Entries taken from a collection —
——————
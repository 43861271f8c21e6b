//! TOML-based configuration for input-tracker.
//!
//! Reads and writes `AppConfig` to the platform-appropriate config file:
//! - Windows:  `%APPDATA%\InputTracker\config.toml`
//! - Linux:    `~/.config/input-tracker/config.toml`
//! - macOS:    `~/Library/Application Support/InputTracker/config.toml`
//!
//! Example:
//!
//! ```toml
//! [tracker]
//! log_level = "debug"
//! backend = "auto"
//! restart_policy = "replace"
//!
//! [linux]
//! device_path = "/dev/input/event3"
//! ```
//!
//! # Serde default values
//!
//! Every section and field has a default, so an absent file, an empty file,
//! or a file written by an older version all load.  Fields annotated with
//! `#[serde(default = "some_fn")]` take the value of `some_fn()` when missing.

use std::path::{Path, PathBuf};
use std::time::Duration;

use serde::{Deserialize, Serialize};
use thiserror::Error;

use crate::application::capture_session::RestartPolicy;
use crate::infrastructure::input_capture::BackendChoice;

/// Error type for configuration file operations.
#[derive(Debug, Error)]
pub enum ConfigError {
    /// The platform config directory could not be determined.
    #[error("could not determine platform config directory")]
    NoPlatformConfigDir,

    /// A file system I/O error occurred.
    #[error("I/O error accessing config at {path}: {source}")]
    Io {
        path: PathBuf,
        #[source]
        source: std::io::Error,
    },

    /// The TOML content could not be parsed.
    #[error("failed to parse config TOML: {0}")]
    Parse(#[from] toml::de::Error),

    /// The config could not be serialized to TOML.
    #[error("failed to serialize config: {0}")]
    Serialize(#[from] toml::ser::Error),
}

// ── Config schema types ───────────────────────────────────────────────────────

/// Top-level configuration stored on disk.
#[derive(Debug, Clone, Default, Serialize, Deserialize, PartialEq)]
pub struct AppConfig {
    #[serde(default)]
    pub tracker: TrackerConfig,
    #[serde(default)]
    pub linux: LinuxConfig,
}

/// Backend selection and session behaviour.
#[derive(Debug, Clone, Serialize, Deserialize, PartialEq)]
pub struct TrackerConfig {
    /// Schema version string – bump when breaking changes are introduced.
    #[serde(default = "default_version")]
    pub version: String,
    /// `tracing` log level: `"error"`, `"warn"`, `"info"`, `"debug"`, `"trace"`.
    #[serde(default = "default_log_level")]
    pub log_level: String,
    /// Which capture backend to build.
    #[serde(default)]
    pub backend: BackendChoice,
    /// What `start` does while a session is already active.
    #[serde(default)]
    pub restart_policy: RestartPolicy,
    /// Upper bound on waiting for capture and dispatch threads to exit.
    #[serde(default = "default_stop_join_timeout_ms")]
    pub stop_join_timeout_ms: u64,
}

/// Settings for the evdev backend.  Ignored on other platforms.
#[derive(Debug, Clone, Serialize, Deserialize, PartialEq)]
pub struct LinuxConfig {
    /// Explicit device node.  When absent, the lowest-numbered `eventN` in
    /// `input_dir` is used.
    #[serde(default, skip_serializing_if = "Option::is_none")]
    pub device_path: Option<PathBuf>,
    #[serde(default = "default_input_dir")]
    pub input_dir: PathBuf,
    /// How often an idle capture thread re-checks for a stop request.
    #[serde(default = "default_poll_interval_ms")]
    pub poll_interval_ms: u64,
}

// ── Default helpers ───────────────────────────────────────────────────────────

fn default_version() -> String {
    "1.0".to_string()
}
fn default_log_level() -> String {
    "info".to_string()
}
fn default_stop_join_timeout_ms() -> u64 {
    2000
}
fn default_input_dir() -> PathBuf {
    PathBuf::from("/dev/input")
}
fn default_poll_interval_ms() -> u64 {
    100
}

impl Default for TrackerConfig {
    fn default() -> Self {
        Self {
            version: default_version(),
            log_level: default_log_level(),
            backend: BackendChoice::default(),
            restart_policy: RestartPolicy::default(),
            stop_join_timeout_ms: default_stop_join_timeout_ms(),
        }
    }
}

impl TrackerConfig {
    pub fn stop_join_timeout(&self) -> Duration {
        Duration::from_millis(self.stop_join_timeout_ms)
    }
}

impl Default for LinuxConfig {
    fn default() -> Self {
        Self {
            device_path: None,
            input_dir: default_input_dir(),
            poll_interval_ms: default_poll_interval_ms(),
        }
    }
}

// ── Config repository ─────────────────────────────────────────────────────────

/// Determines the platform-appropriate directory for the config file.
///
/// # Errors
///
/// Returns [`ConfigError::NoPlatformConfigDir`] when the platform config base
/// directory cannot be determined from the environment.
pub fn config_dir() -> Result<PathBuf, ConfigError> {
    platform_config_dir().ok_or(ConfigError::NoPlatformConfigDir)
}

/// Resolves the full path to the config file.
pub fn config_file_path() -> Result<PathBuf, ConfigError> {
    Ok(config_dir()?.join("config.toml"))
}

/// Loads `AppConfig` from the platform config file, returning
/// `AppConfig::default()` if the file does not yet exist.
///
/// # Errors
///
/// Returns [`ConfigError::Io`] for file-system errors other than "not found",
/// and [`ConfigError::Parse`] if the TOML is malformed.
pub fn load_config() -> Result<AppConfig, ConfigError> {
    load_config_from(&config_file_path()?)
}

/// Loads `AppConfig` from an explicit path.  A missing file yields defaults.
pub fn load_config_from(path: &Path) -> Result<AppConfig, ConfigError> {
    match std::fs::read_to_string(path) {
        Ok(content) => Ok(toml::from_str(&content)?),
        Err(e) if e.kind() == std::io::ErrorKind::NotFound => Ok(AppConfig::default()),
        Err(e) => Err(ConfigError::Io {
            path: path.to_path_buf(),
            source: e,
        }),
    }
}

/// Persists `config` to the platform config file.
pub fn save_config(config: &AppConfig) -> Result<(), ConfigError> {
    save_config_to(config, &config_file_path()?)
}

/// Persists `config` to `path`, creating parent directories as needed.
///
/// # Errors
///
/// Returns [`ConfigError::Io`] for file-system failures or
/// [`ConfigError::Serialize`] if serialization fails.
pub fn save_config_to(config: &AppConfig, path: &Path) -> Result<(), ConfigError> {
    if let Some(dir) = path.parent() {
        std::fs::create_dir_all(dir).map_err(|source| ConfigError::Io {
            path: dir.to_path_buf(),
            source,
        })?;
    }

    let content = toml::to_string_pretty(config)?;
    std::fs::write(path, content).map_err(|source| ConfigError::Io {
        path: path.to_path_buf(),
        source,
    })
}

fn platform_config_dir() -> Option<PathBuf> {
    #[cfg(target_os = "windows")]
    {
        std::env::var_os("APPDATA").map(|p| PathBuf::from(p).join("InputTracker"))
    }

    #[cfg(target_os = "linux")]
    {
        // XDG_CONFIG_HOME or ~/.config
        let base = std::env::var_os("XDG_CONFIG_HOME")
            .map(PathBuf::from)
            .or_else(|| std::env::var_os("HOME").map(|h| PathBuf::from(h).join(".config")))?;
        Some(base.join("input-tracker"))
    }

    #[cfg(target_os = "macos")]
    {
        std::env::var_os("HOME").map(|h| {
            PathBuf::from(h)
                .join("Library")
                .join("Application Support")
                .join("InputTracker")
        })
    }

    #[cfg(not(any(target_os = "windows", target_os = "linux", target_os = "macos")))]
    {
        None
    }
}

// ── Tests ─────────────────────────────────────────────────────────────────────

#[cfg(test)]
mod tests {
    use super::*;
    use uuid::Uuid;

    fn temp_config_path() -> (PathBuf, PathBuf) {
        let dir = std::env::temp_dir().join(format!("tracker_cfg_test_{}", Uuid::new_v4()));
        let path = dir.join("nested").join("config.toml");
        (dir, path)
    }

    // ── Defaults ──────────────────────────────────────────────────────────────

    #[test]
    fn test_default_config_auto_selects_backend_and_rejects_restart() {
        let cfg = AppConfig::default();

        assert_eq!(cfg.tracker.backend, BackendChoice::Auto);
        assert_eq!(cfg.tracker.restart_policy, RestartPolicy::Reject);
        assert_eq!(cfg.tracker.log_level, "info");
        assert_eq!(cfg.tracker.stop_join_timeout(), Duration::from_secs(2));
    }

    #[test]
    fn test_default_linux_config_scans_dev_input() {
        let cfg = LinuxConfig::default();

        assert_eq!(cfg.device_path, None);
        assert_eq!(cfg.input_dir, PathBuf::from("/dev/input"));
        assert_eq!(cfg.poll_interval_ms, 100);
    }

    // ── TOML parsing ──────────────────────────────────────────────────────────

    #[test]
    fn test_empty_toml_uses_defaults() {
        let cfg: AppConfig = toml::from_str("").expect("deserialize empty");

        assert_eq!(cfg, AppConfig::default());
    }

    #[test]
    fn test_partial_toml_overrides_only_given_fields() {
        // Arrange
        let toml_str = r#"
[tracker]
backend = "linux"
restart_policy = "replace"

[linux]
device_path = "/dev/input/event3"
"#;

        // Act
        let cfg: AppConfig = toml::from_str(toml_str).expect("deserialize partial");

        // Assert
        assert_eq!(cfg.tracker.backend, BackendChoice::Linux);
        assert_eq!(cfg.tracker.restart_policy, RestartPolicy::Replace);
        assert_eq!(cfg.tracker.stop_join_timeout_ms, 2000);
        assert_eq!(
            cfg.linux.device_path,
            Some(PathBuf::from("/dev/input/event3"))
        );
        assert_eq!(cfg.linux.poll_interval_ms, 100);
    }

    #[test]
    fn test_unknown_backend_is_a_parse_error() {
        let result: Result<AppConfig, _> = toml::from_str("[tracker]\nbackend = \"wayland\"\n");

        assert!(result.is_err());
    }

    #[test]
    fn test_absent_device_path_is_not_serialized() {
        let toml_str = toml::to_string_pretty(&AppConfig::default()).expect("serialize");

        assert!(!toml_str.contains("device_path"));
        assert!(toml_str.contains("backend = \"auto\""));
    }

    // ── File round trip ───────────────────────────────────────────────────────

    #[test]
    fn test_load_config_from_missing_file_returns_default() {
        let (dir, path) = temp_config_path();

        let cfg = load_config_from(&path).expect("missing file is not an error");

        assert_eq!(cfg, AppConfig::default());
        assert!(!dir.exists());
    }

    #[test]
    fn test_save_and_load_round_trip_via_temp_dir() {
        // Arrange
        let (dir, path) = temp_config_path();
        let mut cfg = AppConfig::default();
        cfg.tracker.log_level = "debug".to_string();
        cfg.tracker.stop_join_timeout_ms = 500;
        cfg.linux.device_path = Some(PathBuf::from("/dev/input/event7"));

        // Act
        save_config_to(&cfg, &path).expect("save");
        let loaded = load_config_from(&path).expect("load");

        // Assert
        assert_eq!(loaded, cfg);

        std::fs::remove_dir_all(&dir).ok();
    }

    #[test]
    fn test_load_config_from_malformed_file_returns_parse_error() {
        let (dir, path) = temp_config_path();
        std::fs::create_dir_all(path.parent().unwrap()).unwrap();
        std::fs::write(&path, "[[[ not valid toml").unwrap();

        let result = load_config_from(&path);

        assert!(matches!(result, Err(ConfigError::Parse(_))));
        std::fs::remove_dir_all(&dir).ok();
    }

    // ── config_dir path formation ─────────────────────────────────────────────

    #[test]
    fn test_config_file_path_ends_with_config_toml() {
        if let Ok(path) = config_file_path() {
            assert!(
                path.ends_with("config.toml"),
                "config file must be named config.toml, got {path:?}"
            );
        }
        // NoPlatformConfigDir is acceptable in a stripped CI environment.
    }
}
——————
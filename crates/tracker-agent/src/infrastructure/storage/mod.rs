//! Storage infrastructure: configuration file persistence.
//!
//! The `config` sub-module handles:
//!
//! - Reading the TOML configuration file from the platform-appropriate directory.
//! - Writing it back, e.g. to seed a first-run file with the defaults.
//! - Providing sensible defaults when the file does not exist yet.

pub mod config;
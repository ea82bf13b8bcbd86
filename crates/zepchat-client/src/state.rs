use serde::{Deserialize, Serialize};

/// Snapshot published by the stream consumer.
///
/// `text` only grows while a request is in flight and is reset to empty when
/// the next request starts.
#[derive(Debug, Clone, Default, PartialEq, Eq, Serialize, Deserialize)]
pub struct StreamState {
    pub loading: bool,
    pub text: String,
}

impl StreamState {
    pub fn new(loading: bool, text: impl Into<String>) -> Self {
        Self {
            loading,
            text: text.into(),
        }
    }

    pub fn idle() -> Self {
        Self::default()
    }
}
——————
WORK REQUIRED — Look above for the line with "filename crates/tracker-agent/src/infrastructure/storage/mod.rs" and the line with "repository ea82bf13b8bcbd86"; transcribe both and all lines in between, exactly, and nothing else.

ANSWER SECTION —
filename crates/tracker-agent/src/infrastructure/storage/mod.rs
//! Storage infrastructure: configuration file persistence.
//!
//! The `config` sub-module handles:
//!
//! - Reading the TOML configuration file from the platform-appropriate directory.
//! - Writing it back, e.g. to seed a first-run file with the defaults.
//! - Providing sensible defaults when the file does not exist yet.

pub mod config;
repository ea82bf13b8bcbd86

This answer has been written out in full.